My Story

                           
                      "No one is ever too far gone to be transformed by God"


 Before
Several years ago, while I was in High School, I was saved by the Grace of God. I felt that though I was saved, my relationship with God had to be only in church or behind closed doors. I felt that if I was the live the way real Christians do, then I would be missing out of some one the most important years of my life. Looking back now, yes I was missing out on those important days. The days that I could have spread the word on the good Lord and man a true impact on another persons' life.
 I used to be part of a quiz team that would go to tournaments to compete on gospels of the bible. Yep, I was pretty darn good but when I looked around me what was I truly gaining? I mean it didn't make me have friends or be popular. Being close to god wasn't really changing too much on the outside of my body. So I turned away.

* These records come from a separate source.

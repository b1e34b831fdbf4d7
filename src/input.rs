//! Pointer input as per-tick touch snapshots
//!
//! Real pointers and the title-screen demo script produce the same `Touch` shape,
//! so the runner never knows which one is driving it.

use std::collections::VecDeque;

use glam::Vec2;
use serde::Serialize;

use crate::consts::{SCREEN_HEIGHT, SCREEN_WIDTH};

/// One pointer as seen during a single tick
#[derive(Debug, Clone, Copy, PartialEq, Serialize)]
pub struct Touch {
    pub id: u64,
    pub pos: Vec2,
    /// Went down this tick
    pub just_touched: bool,
    /// Went up this tick (reported for exactly one tick)
    pub just_released: bool,
}

impl Touch {
    /// Still held down
    pub fn is_active(&self) -> bool {
        !self.just_released
    }
}

pub fn any_just_touched(touches: &[Touch]) -> bool {
    touches.iter().any(|t| t.just_touched)
}

pub fn any_active(touches: &[Touch]) -> bool {
    touches.iter().any(Touch::is_active)
}

/// At least one touch, and every one of them was lifted this tick
pub fn all_just_released(touches: &[Touch]) -> bool {
    !touches.is_empty() && touches.iter().all(|t| t.just_released)
}

/// Turns the set of currently pressed pointers into touch snapshots
#[derive(Debug, Clone, Default)]
pub struct TouchTracker {
    touches: Vec<Touch>,
}

impl TouchTracker {
    pub fn new() -> Self {
        Self::default()
    }

    /// Advance one tick given the pointers held right now
    pub fn update(&mut self, pressed: &[(u64, Vec2)]) -> &[Touch] {
        // Releases are only reported once
        self.touches.retain(|t| !t.just_released);

        for touch in &mut self.touches {
            touch.just_touched = false;
            match pressed.iter().find(|(id, _)| *id == touch.id) {
                Some((_, pos)) => touch.pos = *pos,
                None => touch.just_released = true,
            }
        }

        for &(id, pos) in pressed {
            if !self.touches.iter().any(|t| t.id == id) {
                self.touches.push(Touch {
                    id,
                    pos,
                    just_touched: true,
                    just_released: false,
                });
            }
        }

        &self.touches
    }

    pub fn touches(&self) -> &[Touch] {
        &self.touches
    }
}

/// A step of a scripted touch sequence
#[derive(Debug, Clone, Copy, PartialEq, Eq)]
pub enum SimStep {
    /// Hold the current state for this many ticks
    Wait(u32),
    Touch,
    Release,
}

/// Pointer id used by scripted touches
const SIMULATED_TOUCH_ID: u64 = u64::MAX;

/// Scripted touch playback for the attract-mode demo
#[derive(Debug, Clone)]
pub struct TouchSimulation {
    steps: VecDeque<SimStep>,
    wait: u32,
    pressed: bool,
    tracker: TouchTracker,
}

impl Default for TouchSimulation {
    fn default() -> Self {
        Self::new()
    }
}

impl TouchSimulation {
    pub fn new() -> Self {
        Self {
            steps: VecDeque::new(),
            wait: 0,
            pressed: false,
            tracker: TouchTracker::new(),
        }
    }

    pub fn wait(mut self, ticks: u32) -> Self {
        self.steps.push_back(SimStep::Wait(ticks));
        self
    }

    pub fn touch(mut self) -> Self {
        self.steps.push_back(SimStep::Touch);
        self
    }

    pub fn release(mut self) -> Self {
        self.steps.push_back(SimStep::Release);
        self
    }

    /// Script has fully played out
    pub fn is_done(&self) -> bool {
        self.steps.is_empty() && self.wait == 0
    }

    /// Touches for the next tick. Once the script ends the pointer stays as last set.
    pub fn next(&mut self) -> Vec<Touch> {
        loop {
            if self.wait > 0 {
                self.wait -= 1;
                break;
            }
            match self.steps.pop_front() {
                Some(SimStep::Wait(ticks)) => self.wait = ticks,
                Some(SimStep::Touch) => self.pressed = true,
                Some(SimStep::Release) => self.pressed = false,
                None => break,
            }
        }

        let center = Vec2::new(SCREEN_WIDTH / 2.0, SCREEN_HEIGHT / 2.0);
        let pressed = if self.pressed {
            vec![(SIMULATED_TOUCH_ID, center)]
        } else {
            Vec::new()
        };
        self.tracker.update(&pressed).to_vec()
    }
}

#[cfg(test)]
mod tests {
    use super::*;

    #[test]
    fn test_tracker_lifecycle() {
        let mut tracker = TouchTracker::new();
        let p = Vec2::new(10.0, 20.0);

        let t = tracker.update(&[(1, p)]).to_vec();
        assert_eq!(t.len(), 1);
        assert!(t[0].just_touched && t[0].is_active());
        assert!(any_just_touched(&t));

        let t = tracker.update(&[(1, p + Vec2::X)]).to_vec();
        assert!(!t[0].just_touched && t[0].is_active());
        assert_eq!(t[0].pos, p + Vec2::X);
        assert!(!all_just_released(&t));

        let t = tracker.update(&[]).to_vec();
        assert_eq!(t.len(), 1);
        assert!(t[0].just_released);
        assert!(!any_active(&t));
        assert!(all_just_released(&t));

        assert!(tracker.update(&[]).is_empty());
    }

    #[test]
    fn test_multi_touch_release() {
        let mut tracker = TouchTracker::new();
        let p = Vec2::ZERO;
        tracker.update(&[(1, p), (2, p)]);

        // Lifting one finger is not a full release
        let t = tracker.update(&[(2, p)]).to_vec();
        assert!(!all_just_released(&t));
        assert!(any_active(&t));

        let t = tracker.update(&[]).to_vec();
        assert!(all_just_released(&t));
    }

    #[test]
    fn test_empty_is_not_released() {
        assert!(!all_just_released(&[]));
        assert!(!any_active(&[]));
    }

    #[test]
    fn test_simulation_timeline() {
        let mut sim = TouchSimulation::new().wait(2).touch().wait(3).release();

        assert!(sim.next().is_empty());
        assert!(sim.next().is_empty());

        let t = sim.next();
        assert!(any_just_touched(&t));
        let t = sim.next();
        assert!(any_active(&t) && !any_just_touched(&t));
        assert!(any_active(&sim.next()));

        let t = sim.next();
        assert!(all_just_released(&t));
        assert!(sim.is_done());
        assert!(sim.next().is_empty());
    }
}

I graduated High School, chose a different path than what I intended too, and ended up having 2 children out of wedlock with a boy that never had a bright future for himself let alone a family. After 4 years we split. I was a 20 year old, single mom of 2 daughters, went through the death of a child, living at home with my mom, unsure of what my own future would look like let alone the future of two innocent girls.

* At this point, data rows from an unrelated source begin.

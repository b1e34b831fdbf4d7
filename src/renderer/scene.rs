//! Display list construction
//!
//! Turns simulation state into an ordered list of draw commands. Commands are
//! painted in list order by whatever backend the host provides.

use std::f32::consts::{FRAC_PI_2, TAU};

use glam::{Affine2, Vec2};

use super::shapes::stroke_arc;
use super::sprites::{ENEMY_FRAMES, Sprite};
use super::vertex::{Vertex, colors};
use crate::consts::*;
use crate::sim::{BackgroundObject, Effect, Enemy, GameRunner, ObjectKind};

#[derive(Debug, Clone, Copy, PartialEq, Eq)]
pub enum TextAlign {
    Start,
    Center,
    End,
}

/// The three faces cut from the game font
#[derive(Debug, Clone, Copy, PartialEq, Eq)]
pub enum FontSize {
    Large,
    Medium,
    Small,
}

#[derive(Debug, Clone, PartialEq)]
pub enum DrawCommand {
    /// Atlas sprite; `transform` maps sprite pixels (origin top-left) to the screen
    Sprite {
        sprite: Sprite,
        transform: Affine2,
        alpha: f32,
    },
    /// Untextured triangle list
    Triangles { vertices: Vec<Vertex> },
    /// Filled square rotated about its centre
    Rect {
        center: Vec2,
        size: f32,
        angle: f32,
        color: [f32; 4],
    },
    /// Text anchored at `pos` (top of the first line); `line_spacing` 0 = font default
    Text {
        text: String,
        pos: Vec2,
        align: TextAlign,
        font: FontSize,
        color: [f32; 4],
        line_spacing: f32,
    },
}

/// Ordered draw commands for one frame
#[derive(Debug, Clone, Default)]
pub struct DrawList {
    commands: Vec<DrawCommand>,
}

impl DrawList {
    pub fn new() -> Self {
        Self::default()
    }

    pub fn clear(&mut self) {
        self.commands.clear();
    }

    pub fn push(&mut self, command: DrawCommand) {
        self.commands.push(command);
    }

    pub fn commands(&self) -> &[DrawCommand] {
        &self.commands
    }

    pub fn len(&self) -> usize {
        self.commands.len()
    }

    pub fn is_empty(&self) -> bool {
        self.commands.is_empty()
    }

    fn sprite(&mut self, sprite: Sprite, transform: Affine2, alpha: f32) {
        self.push(DrawCommand::Sprite {
            sprite,
            transform,
            alpha,
        });
    }

    fn text(
        &mut self,
        text: impl Into<String>,
        pos: Vec2,
        align: TextAlign,
        font: FontSize,
        line_spacing: f32,
    ) {
        self.push(DrawCommand::Text {
            text: text.into(),
            pos,
            align,
            font,
            color: colors::TEXT,
            line_spacing,
        });
    }
}

/// Gauge ring around the player
const GAUGE_RADIUS: f32 = 80.0;
const GAUGE_STROKE_WIDTH: f32 = 5.0;
const ENEMY_SCALE: f32 = 0.7;
/// Scenery between the camera and the player is see-through
const FOREGROUND_ALPHA: f32 = 0.7;
/// Vertical bob of odd animation frames
const BOB_OFFSET: f32 = 5.0;

/// Sprite anchored at its bottom centre, scaled then rotated about that anchor
fn anchored(sprite: Sprite, pos: Vec2, scale: f32, angle: f32) -> Affine2 {
    let size = sprite.size();
    Affine2::from_translation(pos)
        * Affine2::from_angle(angle)
        * Affine2::from_scale(Vec2::splat(scale))
        * Affine2::from_translation(Vec2::new(-size.x / 2.0, -size.y))
}

/// Compose a runner's frame: sky strip, scenery behind the player, player, gauge,
/// enemies, scenery in front of the player, effects.
pub fn draw_runner(runner: &GameRunner, list: &mut DrawList) {
    draw_background(list);

    for object in runner.objects.iter().filter(|o| !o.in_front_of_player()) {
        draw_object(object, list);
    }

    draw_rhino(runner, list);
    draw_gauge(runner.gauge, list);

    for enemy in &runner.enemies {
        draw_enemy(enemy, list);
    }

    for object in runner.objects.iter().filter(|o| o.in_front_of_player()) {
        draw_object(object, list);
    }

    for effect in &runner.effects {
        draw_effect(effect, list);
    }
}

fn draw_background(list: &mut DrawList) {
    let tile = Sprite::Background.size().x;
    let mut x = 0.0;
    while x < SCREEN_WIDTH {
        list.sprite(Sprite::Background, Affine2::from_translation(Vec2::new(x, 0.0)), 1.0);
        x += tile;
    }
}

fn draw_object(object: &BackgroundObject, list: &mut DrawList) {
    let (sprite, base_scale) = match object.kind {
        ObjectKind::Tree => (Sprite::Tree, 1.0),
        ObjectKind::Weed => (Sprite::Weed, 0.4),
        ObjectKind::Cloud => (Sprite::Cloud, 200.0),
    };
    let scale = base_scale * SCREEN_Z / object.pos.z;
    let alpha = if object.pos.z < RHINO_Z { FOREGROUND_ALPHA } else { 1.0 };
    list.sprite(sprite, anchored(sprite, object.screen_pos(), scale, 0.0), alpha);
}

/// Which player sprite shows this tick, and its bob offset
pub fn rhino_sprite(runner: &GameRunner) -> (Sprite, f32) {
    if runner.in_hit_pose() {
        return (Sprite::RhinoHit, 0.0);
    }

    let period = if runner.rush { 5 } else { 10 };
    let periodic = (runner.ticks / period % 2) as u8;
    let charged = if runner.gauge > 0 { 2 } else { 0 };
    (Sprite::Rhino(periodic + charged), periodic as f32 * BOB_OFFSET)
}

fn draw_rhino(runner: &GameRunner, list: &mut DrawList) {
    let (sprite, bob) = rhino_sprite(runner);
    let pos = Vec2::new(RHINO_X, RHINO_Y - bob);
    list.sprite(sprite, anchored(sprite, pos, 1.0, 0.0), 1.0);
}

/// Clockwise ring from 12 o'clock, full circle at a full gauge
fn draw_gauge(gauge: u32, list: &mut DrawList) {
    let body_height = Sprite::Rhino(0).size().y;
    let center = Vec2::new(RHINO_X, RHINO_Y - body_height / 2.0);
    let sweep = TAU * gauge as f32 / GAUGE_MAX as f32;
    let vertices = stroke_arc(
        center,
        GAUGE_RADIUS,
        -FRAC_PI_2,
        sweep,
        GAUGE_STROKE_WIDTH,
        colors::GAUGE,
    );
    if !vertices.is_empty() {
        list.push(DrawCommand::Triangles { vertices });
    }
}

fn draw_enemy(enemy: &Enemy, list: &mut DrawList) {
    let frame = (enemy.ticks / 10 % ENEMY_FRAMES as u64) as u8;
    let sprite = Sprite::Enemy(frame);
    // Tumble once knocked away
    let angle = if enemy.is_hit() {
        TAU / 30.0 * (enemy.ticks % 30) as f32
    } else {
        0.0
    };
    let pos = enemy.pos - Vec2::new(0.0, frame as f32 * BOB_OFFSET);
    list.sprite(sprite, anchored(sprite, pos, ENEMY_SCALE, angle), 1.0);
}

fn draw_effect(effect: &Effect, list: &mut DrawList) {
    match effect {
        Effect::Splash(splash) => {
            for p in &splash.particles {
                list.push(DrawCommand::Rect {
                    center: p.pos,
                    size: splash.options.size,
                    angle: p.angle,
                    color: splash.options.color,
                });
            }
        }
        Effect::Gain(gain) => {
            let mut color = colors::WHITE;
            color[3] = gain.alpha();
            list.push(DrawCommand::Text {
                text: gain.text(),
                pos: gain.pos,
                align: TextAlign::Center,
                font: FontSize::Medium,
                color,
                line_spacing: 0.0,
            });
        }
    }
}

pub fn draw_title(list: &mut DrawList) {
    let x = SCREEN_WIDTH / 2.0;
    list.text("RHINOCEROS", Vec2::new(x, 120.0), TextAlign::Center, FontSize::Large, 0.0);
    list.text(
        "[HOLD] Charge\n[RELEASE] Rush",
        Vec2::new(x, 260.0),
        TextAlign::Center,
        FontSize::Small,
        2.4,
    );
    list.text(
        "CREATOR: NAOKI TSUJIO\nFONT: Press Start 2P by CodeMan38\nSOUND EFFECT: MaouDamashii",
        Vec2::new(x, 410.0),
        TextAlign::Center,
        FontSize::Small,
        1.8,
    );
}

pub fn draw_score(score: u64, high_score: u64, list: &mut DrawList) {
    list.push(DrawCommand::Text {
        text: format!("SCORE {} HI {}", score, high_score),
        pos: Vec2::new(SCREEN_WIDTH - 10.0, 10.0),
        align: TextAlign::End,
        font: FontSize::Small,
        color: colors::WHITE,
        line_spacing: 0.0,
    });
}

pub fn draw_game_over(score: u64, list: &mut DrawList) {
    let x = SCREEN_WIDTH / 2.0;
    list.text("GAME OVER", Vec2::new(x, 175.0), TextAlign::Center, FontSize::Large, 0.0);
    list.text(
        format!("YOUR SCORE IS\n{}!", score),
        Vec2::new(x, 260.0),
        TextAlign::Center,
        FontSize::Medium,
        1.8,
    );
}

 There were people that grave me weekend breaks and allowed me to live life as if I wasn't a mother for two days a week. I turned to alcohol, parties, and clubs. I knew that my children were in good hands so I thought it was okay for me to do the things people my own age were doing. As a result, I have more memories of what started to be good nights, rather than how they ended and waking up not knowing what really happened.

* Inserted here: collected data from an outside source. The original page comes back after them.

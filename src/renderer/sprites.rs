//! Sprite atlas layout
//!
//! Every sprite is a sub-rectangle of one atlas image. Hosts load each region once at
//! startup; a region that fails to load is fatal.

use glam::Vec2;

/// Atlas image every sprite is cut from
pub const ATLAS_PATH: &str = "resources/rhinoceros.png";

/// Pixel rectangle inside the atlas
#[derive(Debug, Clone, Copy, PartialEq, Eq)]
pub struct Region {
    pub x: u32,
    pub y: u32,
    pub w: u32,
    pub h: u32,
}

impl Region {
    const fn new(x: u32, y: u32, w: u32, h: u32) -> Self {
        Self { x, y, w, h }
    }

    pub fn size(&self) -> Vec2 {
        Vec2::new(self.w as f32, self.h as f32)
    }
}

pub const RHINO_FRAMES: u8 = 4;
pub const ENEMY_FRAMES: u8 = 2;

#[derive(Debug, Clone, Copy, PartialEq, Eq, Hash)]
pub enum Sprite {
    /// Run cycle: frames 0-1 idle, 2-3 charged
    Rhino(u8),
    RhinoHit,
    Enemy(u8),
    Tree,
    Weed,
    Cloud,
    /// Vertical strip tiled across the screen
    Background,
}

impl Sprite {
    /// Every region the host has to load
    pub fn all() -> Vec<Sprite> {
        let mut sprites: Vec<Sprite> = (0..RHINO_FRAMES).map(Sprite::Rhino).collect();
        sprites.push(Sprite::RhinoHit);
        sprites.extend((0..ENEMY_FRAMES).map(Sprite::Enemy));
        sprites.extend([Sprite::Tree, Sprite::Weed, Sprite::Cloud, Sprite::Background]);
        sprites
    }

    pub fn region(&self) -> Region {
        match *self {
            Sprite::Rhino(frame) => Region::new(0, 60 * (frame % RHINO_FRAMES) as u32, 110, 60),
            Sprite::RhinoHit => Region::new(0, 240, 110, 70),
            Sprite::Enemy(frame) => Region::new(150, 70 * (frame % ENEMY_FRAMES) as u32, 120, 70),
            Sprite::Tree => Region::new(290, 0, 150, 120),
            Sprite::Weed => Region::new(290, 130, 70, 40),
            Sprite::Cloud => Region::new(290, 240, 130, 60),
            Sprite::Background => Region::new(560, 0, 60, 480),
        }
    }

    pub fn size(&self) -> Vec2 {
        self.region().size()
    }
}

 After 2 years of living this lifestyle I, met the man I now call my husband. He helped me to change who I was. He made me want to be a better parent, a better person. He took in my daughters as if they were his own flesh and blood and never hesitated. He was and continues to be the man I always thought I would end up with. We have a little boy together and it seems like, he was the missing piece to our puzzle.

After
 After attending church with my husbands' family, I felt that I was thriving to know more about God and to live the way that he did. After every church service, I felt the need to actually go out and help someone but I didn't know how or what do really do.
 Over the course of about a year, I have felt the good Lord tugging at my heart. I couldn’t walk into a church without crying or fighting back the tears so my husband wouldn’t think I was a complete mess. Christian music was embedded in me, I just felt that in order to feel a little better about my day I could just turn on good ole 106.9 and the upliftingness of the songs would just brighten my darkest days. It wasn’t until I turned on that station and I had to actually pull over because I was sobbing, and everyone knows sobbing and driving just don't mix. I knew that it was my time to make a difference in my life. Not just for me but for my kids and my husband; even people that I didn’t have a direct relationship with. but yet again, I kinda put it on the back burner again. Then this lovely, very mature, and great woman (my sister in law) kept pushing me to come and try out Revolution Church. I again put it off for some time until a Women’s Conference came one weekend. I mean the sign said that they had chocolate and prizes, so what girl wouldn’t go to something like that? When I left that night I felt something that I hadn’t in a long time. I felt full, lifted, I had to notion to do something for someone, and I mean it was just the best story that I just had to run home and tell my husband.
 I have been attending church regularly now since April and I must say that I have never felt this full in my life. I realized that it was my time to be where I am today. God used my past struggles to lead me to him again and to want to stay as close as possible. He showed me that through tragedy, there are better things in life. I had to walk down a road of emptiness to get where I truly needed to be. God is truly amazing and its by his Saving Grace that I am new today!